There are many methods that are used to determine whether or not someone has insomnia. Sometimes insomniacs can effectively diagnose themselves but in other instances they may opt to get medical intervention.
This is a guide for persons who want to determine whether or not they have insomnia. The following are possible ways to treat insomnia:
It is important that you re-order your thoughts, learn how to unwind and establish a consistent sleep schedule.
Please Diagnose Me; Am I an Insomniac?
There is no standard way to determine this and being pricked by a lap tech or a medical practitioner will not be able to yield a definitive positive or negative result. There are many different things that your physician may opt to do in order to determine whether or not you are in fact an insomniac. You may have to give a personal report and you may have to give a blood sample or detail your general sleep patterns ( sleep hygiene.) It is important to note that most of these are usually done before your physician can arrive at some type of diagnosis.
Make a Sleep Diary: This involves writing down your sleep pattern such as the times you go to bed and when you get up. This will provide your physician with worthwhile information.
A sleep inventory is a thorough list of questions about your present physical well being, your medical history and your overall bedtime
Testing Your Blood: Your physician may choose to take blood samples in order to determine whether or not you have an overactive thyroid because there is a strong correlation between this condition and sleeplessness.
Sleep study: This involves consenting to do an EEG for an entire night and your circadian rhythm, the rate of your breathing and your physical responses will be monitored. This does not involve any kind of surgery.
Things you should mention when you go to your physician It is ok to discuss your problem of sleeplessness and you should approach it as you any other health condition. It is very unlikely that during any routine check up the issue of insomnia will be brought up so you may have take the driver’s seat if you want to voice your concern.

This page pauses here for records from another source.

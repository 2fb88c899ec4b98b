//! Data models for Trestle documents.
//!
//! This module defines the core data structures:
//! - `Project` - Owning project with its expected schedule window
//! - `WbsNode` - Work-breakdown-structure node (group or leaf)
//! - `TaskNode` - Schedule task, optionally linked to a leaf WBS node
//! - `Advisory` - Non-fatal findings reported alongside a save

pub mod graph;

use chrono::{DateTime, NaiveDate, Utc};
use serde::{Deserialize, Serialize};
use std::collections::BTreeSet;
use std::fmt;

/// How a leaf WBS node obtains its progress.
#[derive(Debug, Clone, Copy, Default, PartialEq, Eq, Serialize, Deserialize)]
#[serde(rename_all = "kebab-case")]
pub enum ProgressMode {
    /// Progress entered on the node is authoritative.
    Manual,
    /// Progress is the mean of linked tasks whenever linked tasks exist.
    #[default]
    DerivedFromTasks,
}

impl ProgressMode {
    /// Parse from string, case-insensitive.
    pub fn parse(s: &str) -> Option<Self> {
        match s.to_lowercase().as_str() {
            "manual" => Some(Self::Manual),
            "derived-from-tasks" | "derived" | "tasks" => Some(Self::DerivedFromTasks),
            _ => None,
        }
    }

    pub fn as_str(&self) -> &'static str {
        match self {
            Self::Manual => "manual",
            Self::DerivedFromTasks => "derived-from-tasks",
        }
    }
}

impl fmt::Display for ProgressMode {
    fn fmt(&self, f: &mut fmt::Formatter<'_>) -> fmt::Result {
        write!(f, "{}", self.as_str())
    }
}

/// A project owning WBS nodes and tasks.
#[derive(Debug, Clone, Serialize, Deserialize)]
pub struct Project {
    /// Unique identifier (e.g., "prj-a1b2")
    pub id: String,

    /// Entity type marker
    #[serde(rename = "type")]
    pub entity_type: String,

    /// Project name
    pub name: String,

    /// Planned start of the project window
    #[serde(skip_serializing_if = "Option::is_none")]
    pub expected_start_date: Option<NaiveDate>,

    /// Planned end of the project window
    #[serde(skip_serializing_if = "Option::is_none")]
    pub expected_end_date: Option<NaiveDate>,

    /// Share of completed tasks (0-100)
    #[serde(default)]
    pub progress: f64,

    /// Who created the project
    #[serde(skip_serializing_if = "Option::is_none")]
    pub prepared_by: Option<String>,

    /// Creation timestamp
    pub created_at: DateTime<Utc>,

    /// Last update timestamp
    pub updated_at: DateTime<Utc>,

    /// Store-assigned revision counter
    #[serde(default)]
    pub version: u64,
}

impl Project {
    /// Create a new project with the given ID and name.
    pub fn new(id: String, name: String) -> Self {
        let now = Utc::now();
        Self {
            id,
            entity_type: "project".to_string(),
            name,
            expected_start_date: None,
            expected_end_date: None,
            progress: 0.0,
            prepared_by: None,
            created_at: now,
            updated_at: now,
            version: 0,
        }
    }
}

/// A cost line on a leaf WBS node.
#[derive(Debug, Clone, Default, PartialEq, Serialize, Deserialize)]
pub struct ResourceLine {
    pub description: String,
    #[serde(default)]
    pub estimated_cost: f64,
    #[serde(default)]
    pub actual_cost: f64,
}

/// A node in a project's work breakdown structure.
#[derive(Debug, Clone, Serialize, Deserialize)]
pub struct WbsNode {
    /// Unique identifier (e.g., "wbs-a1b2")
    pub id: String,

    /// Entity type marker
    #[serde(rename = "type")]
    pub entity_type: String,

    /// Display name
    pub name: String,

    /// Dotted outline code (e.g., "1.2.3")
    #[serde(skip_serializing_if = "Option::is_none")]
    pub code: Option<String>,

    /// Detailed description
    #[serde(skip_serializing_if = "Option::is_none")]
    pub description: Option<String>,

    /// Owning project
    #[serde(skip_serializing_if = "Option::is_none")]
    pub project_id: Option<String>,

    /// Parent WBS node
    #[serde(skip_serializing_if = "Option::is_none")]
    pub parent_id: Option<String>,

    /// Depth indicator supplied by the caller
    #[serde(default = "default_level")]
    pub level: u32,

    /// Group nodes aggregate their children
    #[serde(default)]
    pub is_group: bool,

    #[serde(skip_serializing_if = "Option::is_none")]
    pub start_date: Option<NaiveDate>,

    #[serde(skip_serializing_if = "Option::is_none")]
    pub end_date: Option<NaiveDate>,

    /// Inclusive day count, unset until both dates are known
    #[serde(skip_serializing_if = "Option::is_none")]
    pub duration_days: Option<i64>,

    /// Progress from 0 to 100
    #[serde(default)]
    pub progress: f64,

    /// Weight in the parent's progress average (treated as 1 when unset or zero)
    #[serde(skip_serializing_if = "Option::is_none")]
    pub weight: Option<f64>,

    #[serde(default)]
    pub progress_mode: ProgressMode,

    #[serde(default)]
    pub estimated_cost: f64,

    #[serde(default)]
    pub actual_cost: f64,

    #[serde(skip_serializing_if = "Option::is_none")]
    pub cost_variance: Option<f64>,

    #[serde(skip_serializing_if = "Option::is_none")]
    pub cost_variance_percent: Option<f64>,

    /// Free-text predecessor note shown in the gantt export (e.g. "1.2, 1.3")
    #[serde(skip_serializing_if = "Option::is_none")]
    pub dependencies: Option<String>,

    /// Cost lines; when present they replace manually entered leaf costs
    #[serde(default)]
    pub resources: Vec<ResourceLine>,

    /// Auto-create a linked task for this leaf after save
    #[serde(default)]
    pub create_tasks: bool,

    #[serde(skip_serializing_if = "Option::is_none")]
    pub prepared_by: Option<String>,

    #[serde(skip_serializing_if = "Option::is_none")]
    pub updated_by: Option<String>,

    /// Creation timestamp
    pub created_at: DateTime<Utc>,

    /// Last update timestamp
    pub updated_at: DateTime<Utc>,

    /// Store-assigned revision counter
    #[serde(default)]
    pub version: u64,
}

fn default_level() -> u32 {
    1
}

impl WbsNode {
    /// Create a new root-level leaf node with the given ID and name.
    pub fn new(id: String, name: String) -> Self {
        let now = Utc::now();
        Self {
            id,
            entity_type: "wbs".to_string(),
            name,
            code: None,
            description: None,
            project_id: None,
            parent_id: None,
            level: default_level(),
            is_group: false,
            start_date: None,
            end_date: None,
            duration_days: None,
            progress: 0.0,
            weight: None,
            progress_mode: ProgressMode::default(),
            estimated_cost: 0.0,
            actual_cost: 0.0,
            cost_variance: None,
            cost_variance_percent: None,
            dependencies: None,
            resources: Vec::new(),
            create_tasks: false,
            prepared_by: None,
            updated_by: None,
            created_at: now,
            updated_at: now,
            version: 0,
        }
    }

    /// Weight used when averaging this node into its parent.
    pub fn effective_weight(&self) -> f64 {
        match self.weight {
            Some(w) if w != 0.0 => w,
            _ => 1.0,
        }
    }
}

/// Task status in the schedule.
#[derive(Debug, Clone, Copy, Default, PartialEq, Eq, Serialize, Deserialize)]
#[serde(rename_all = "snake_case")]
pub enum TaskStatus {
    #[default]
    NotStarted,
    InProgress,
    Completed,
}

impl TaskStatus {
    /// Parse a status string, accepting the common spellings.
    pub fn parse(s: &str) -> Option<Self> {
        match s.to_lowercase().as_str() {
            "not_started" | "not-started" | "notstarted" | "open" => Some(Self::NotStarted),
            "in_progress" | "in-progress" | "inprogress" => Some(Self::InProgress),
            "completed" | "complete" | "done" => Some(Self::Completed),
            _ => None,
        }
    }

    pub fn as_str(&self) -> &'static str {
        match self {
            Self::NotStarted => "not_started",
            Self::InProgress => "in_progress",
            Self::Completed => "completed",
        }
    }
}

impl fmt::Display for TaskStatus {
    fn fmt(&self, f: &mut fmt::Formatter<'_>) -> fmt::Result {
        write!(f, "{}", self.as_str())
    }
}

/// Cost heads booked against a task.
#[derive(Debug, Clone, Default, PartialEq, Serialize, Deserialize)]
pub struct CostBreakdown {
    #[serde(default)]
    pub labor: f64,
    #[serde(default)]
    pub material: f64,
    #[serde(default)]
    pub equipment: f64,
    #[serde(default)]
    pub subcontract: f64,
}

impl CostBreakdown {
    pub fn total(&self) -> f64 {
        self.labor + self.material + self.equipment + self.subcontract
    }
}

/// A schedule task.
#[derive(Debug, Clone, Serialize, Deserialize)]
pub struct TaskNode {
    /// Unique identifier (e.g., "tsk-a1b2")
    pub id: String,

    /// Entity type marker
    #[serde(rename = "type")]
    pub entity_type: String,

    /// Task subject
    pub subject: String,

    /// Owning project
    pub project_id: String,

    /// Back-reference to the leaf WBS node this task implements
    #[serde(skip_serializing_if = "Option::is_none")]
    pub wbs_id: Option<String>,

    #[serde(skip_serializing_if = "Option::is_none")]
    pub description: Option<String>,

    /// Task IDs this task depends on
    #[serde(default)]
    pub depends_on: BTreeSet<String>,

    #[serde(skip_serializing_if = "Option::is_none")]
    pub start_date: Option<NaiveDate>,

    #[serde(skip_serializing_if = "Option::is_none")]
    pub end_date: Option<NaiveDate>,

    #[serde(skip_serializing_if = "Option::is_none")]
    pub actual_start_date: Option<NaiveDate>,

    #[serde(skip_serializing_if = "Option::is_none")]
    pub actual_end_date: Option<NaiveDate>,

    #[serde(default)]
    pub status: TaskStatus,

    /// Progress from 0 to 100
    #[serde(default)]
    pub progress: f64,

    #[serde(skip_serializing_if = "Option::is_none")]
    pub duration_days: Option<i64>,

    #[serde(skip_serializing_if = "Option::is_none")]
    pub actual_duration_days: Option<i64>,

    #[serde(skip_serializing_if = "Option::is_none")]
    pub duration_variance_days: Option<i64>,

    /// Set when the task has any dependency or dependent
    #[serde(default)]
    pub is_critical_path: bool,

    #[serde(default)]
    pub costs: CostBreakdown,

    #[serde(default)]
    pub total_cost: f64,

    #[serde(skip_serializing_if = "Option::is_none")]
    pub prepared_by: Option<String>,

    #[serde(skip_serializing_if = "Option::is_none")]
    pub updated_by: Option<String>,

    /// Creation timestamp
    pub created_at: DateTime<Utc>,

    /// Last update timestamp
    pub updated_at: DateTime<Utc>,

    /// Store-assigned revision counter
    #[serde(default)]
    pub version: u64,
}

impl TaskNode {
    /// Create a new task with the given ID, subject and project.
    pub fn new(id: String, subject: String, project_id: String) -> Self {
        let now = Utc::now();
        Self {
            id,
            entity_type: "task".to_string(),
            subject,
            project_id,
            wbs_id: None,
            description: None,
            depends_on: BTreeSet::new(),
            start_date: None,
            end_date: None,
            actual_start_date: None,
            actual_end_date: None,
            status: TaskStatus::default(),
            progress: 0.0,
            duration_days: None,
            actual_duration_days: None,
            duration_variance_days: None,
            is_critical_path: false,
            costs: CostBreakdown::default(),
            total_cost: 0.0,
            prepared_by: None,
            updated_by: None,
            created_at: now,
            updated_at: now,
            version: 0,
        }
    }
}

/// Which side of the project window a date falls outside of.
#[derive(Debug, Clone, Copy, PartialEq, Eq, Serialize, Deserialize)]
#[serde(rename_all = "snake_case")]
pub enum WindowEdge {
    StartsBeforeProject,
    EndsAfterProject,
}

/// A non-fatal finding reported alongside a successful save.
#[derive(Debug, Clone, PartialEq, Serialize, Deserialize)]
#[serde(tag = "kind", rename_all = "snake_case")]
pub enum Advisory {
    /// A node or task date falls outside the project's expected window.
    ProjectAlignment {
        entity_id: String,
        project_id: String,
        edge: WindowEdge,
        date: NaiveDate,
        project_date: NaiveDate,
    },
    /// A dependent task can start now that its dependencies are complete.
    SuggestedStart {
        task_id: String,
        completed_task_id: String,
        suggested_start: NaiveDate,
    },
    /// A linked task was created for a leaf WBS node.
    TaskCreated { task_id: String, wbs_id: String },
    /// The parent cascade stopped before reaching the root.
    CascadeTruncated { stopped_at: String, max_depth: usize },
    /// A deleted node left children pointing at it.
    OrphanedChildren { deleted_id: String, children: Vec<String> },
}

impl fmt::Display for Advisory {
    fn fmt(&self, f: &mut fmt::Formatter<'_>) -> fmt::Result {
        match self {
            Advisory::ProjectAlignment {
                entity_id,
                edge: WindowEdge::StartsBeforeProject,
                date,
                project_date,
                ..
            } => write!(
                f,
                "{} start date {} is before project start date {}",
                entity_id, date, project_date
            ),
            Advisory::ProjectAlignment {
                entity_id,
                edge: WindowEdge::EndsAfterProject,
                date,
                project_date,
                ..
            } => write!(
                f,
                "{} end date {} is after project end date {}",
                entity_id, date, project_date
            ),
            Advisory::SuggestedStart {
                task_id,
                suggested_start,
                ..
            } => write!(
                f,
                "Task {} can now start. Suggested start date: {}",
                task_id, suggested_start
            ),
            Advisory::TaskCreated { task_id, wbs_id } => {
                write!(f, "Task {} created from WBS {}", task_id, wbs_id)
            }
            Advisory::CascadeTruncated {
                stopped_at,
                max_depth,
            } => write!(
                f,
                "Roll-up stopped at {} after {} ancestors; higher ancestors are stale",
                stopped_at, max_depth
            ),
            Advisory::OrphanedChildren {
                deleted_id,
                children,
            } => write!(
                f,
                "Deleted {} still has children: {}",
                deleted_id,
                children.join(", ")
            ),
        }
    }
}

Here are some things you may want to ask your physician. It is important that you a clear about your mode of questioning.
Be specific about the problems concerning your insomnia. What exactly is your problem? Is that you experience difficulty going to sleep or is it that you get up many times during the night? Are you getting up before you should?
What is your general bedtime routine? When do you go to bed? When do you get up? Do you sleep during daytime?
Is your bedtime routine consistent or do you repeatedly change it?
When you experience bouts of insomnia, how do you pass the time? Have at any point managed to successfully treat your sleeplessness.
Are you preoccupied with the troubles of life or your everyday activities?
Is your bedroom conducive to sleep. How is your lighting? Is it quiet or noisy?
When did you notice this issue? Is it a recent occurrence or is it ongoing?
Have you changed any aspect of your lifestyle? Is there anything that is taking an emotional toil on you?
How is your health are you suffering from anything that may be contributing to your insomnia?